╔══

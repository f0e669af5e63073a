//! Reqwest-backed HTTP gateway adapter.
//!
//! This adapter owns transport details only: URL construction, the fixed
//! client timeout, header plumbing, and transport error mapping. Status
//! handling belongs to the callers.

use async_trait::async_trait;
use reqwest::Client;
use tracing::debug;
use url::Url;

use crate::config::ClientConfig;
use crate::domain::error::Error;
use crate::domain::ports::{ApiRequest, ApiResponse, ApiTransportError, HttpGateway, HttpMethod};

/// Correlation header forwarded with every request.
const REQUEST_ID_HEADER: &str = "X-Request-Id";

/// Gateway performing requests against one API base URL.
pub struct ReqwestGateway {
    client: Client,
    base: Url,
}

impl ReqwestGateway {
    /// Build a gateway using a reqwest client with the configured timeout.
    ///
    /// # Errors
    ///
    /// Returns an error when the reqwest client cannot be constructed.
    pub fn new(config: &ClientConfig) -> Result<Self, Error> {
        let client = Client::builder()
            .timeout(config.request_timeout)
            .build()
            .map_err(|error| Error::internal(format!("failed to build HTTP client: {error}")))?;
        Ok(Self {
            client,
            base: config.api_base_url.clone(),
        })
    }

    fn build_url(&self, path: &str, query: &[(String, String)]) -> Url {
        let mut url = self.base.clone();
        let joined = format!("{}{}", self.base.path().trim_end_matches('/'), path);
        url.set_path(&joined);
        if !query.is_empty() {
            url.query_pairs_mut()
                .extend_pairs(query.iter().map(|(key, value)| (key.as_str(), value.as_str())));
        }
        url
    }
}

#[async_trait]
impl HttpGateway for ReqwestGateway {
    async fn execute(&self, request: ApiRequest) -> Result<ApiResponse, ApiTransportError> {
        let url = self.build_url(&request.path, &request.query);
        let method = match request.method {
            HttpMethod::Get => reqwest::Method::GET,
            HttpMethod::Post => reqwest::Method::POST,
            HttpMethod::Patch => reqwest::Method::PATCH,
            HttpMethod::Delete => reqwest::Method::DELETE,
        };

        let mut builder = self
            .client
            .request(method, url)
            .header(reqwest::header::ACCEPT, "application/json")
            .header(REQUEST_ID_HEADER, request.request_id.to_string());
        if let Some(bearer) = &request.bearer {
            builder = builder.bearer_auth(bearer);
        }
        if let Some(body) = &request.body {
            builder = builder.json(body);
        }

        let response = builder.send().await.map_err(map_transport_error)?;
        let status = response.status().as_u16();
        let body = response.bytes().await.map_err(map_transport_error)?;
        debug!(path = %request.path, status, request_id = %request.request_id, "request settled");
        Ok(ApiResponse {
            status,
            body: body.to_vec(),
        })
    }
}

fn map_transport_error(error: reqwest::Error) -> ApiTransportError {
    if error.is_timeout() {
        ApiTransportError::timeout(error.to_string())
    } else {
        ApiTransportError::transport(error.to_string())
    }
}

#[cfg(test)]
mod tests {
    //! Regression coverage for non-network gateway helpers.
    use std::collections::HashMap;

    use mockable::MockEnv;
    use rstest::rstest;

    use super::*;

    fn gateway(base: &str) -> ReqwestGateway {
        let mut env = MockEnv::new();
        let vars: HashMap<String, String> = HashMap::from([
            ("ERAIIZ_API_BASE_URL".to_owned(), base.to_owned()),
            ("ERAIIZ_GOOGLE_CLIENT_ID".to_owned(), "client-id".to_owned()),
        ]);
        env.expect_string()
            .times(0..)
            .returning(move |key| vars.get(key).cloned());
        let config = ClientConfig::from_env(&env).expect("valid config");
        ReqwestGateway::new(&config).expect("gateway builds")
    }

    #[rstest]
    #[case::plain_base(
        "https://api.eraiiz.com",
        "/api/orders",
        "https://api.eraiiz.com/api/orders"
    )]
    #[case::base_with_prefix(
        "http://localhost:4000/backend",
        "/api/orders",
        "http://localhost:4000/backend/api/orders"
    )]
    #[case::trailing_slash_base(
        "https://api.eraiiz.com/",
        "/api/auth/session",
        "https://api.eraiiz.com/api/auth/session"
    )]
    fn joins_paths_against_the_base(#[case] base: &str, #[case] path: &str, #[case] expected: &str) {
        let url = gateway(base).build_url(path, &[]);
        assert_eq!(url.as_str(), expected);
    }

    #[test]
    fn appends_query_pairs() {
        let url = gateway("https://api.eraiiz.com").build_url(
            "/api/notifications",
            &[("unread".to_owned(), "true".to_owned())],
        );
        assert_eq!(
            url.as_str(),
            "https://api.eraiiz.com/api/notifications?unread=true"
        );
    }
}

╚══

- What the task requires:
Print the listing above from its first line through the line with "use async_trait::async_trait;", and stop there.

- Completed exercise:
repository f0e669af5e63073a
//! Reqwest-backed HTTP gateway adapter.
//!
//! This adapter owns transport details only: URL construction, the fixed
//! client timeout, header plumbing, and transport error mapping. Status
//! handling belongs to the callers.

use async_trait::async_trait;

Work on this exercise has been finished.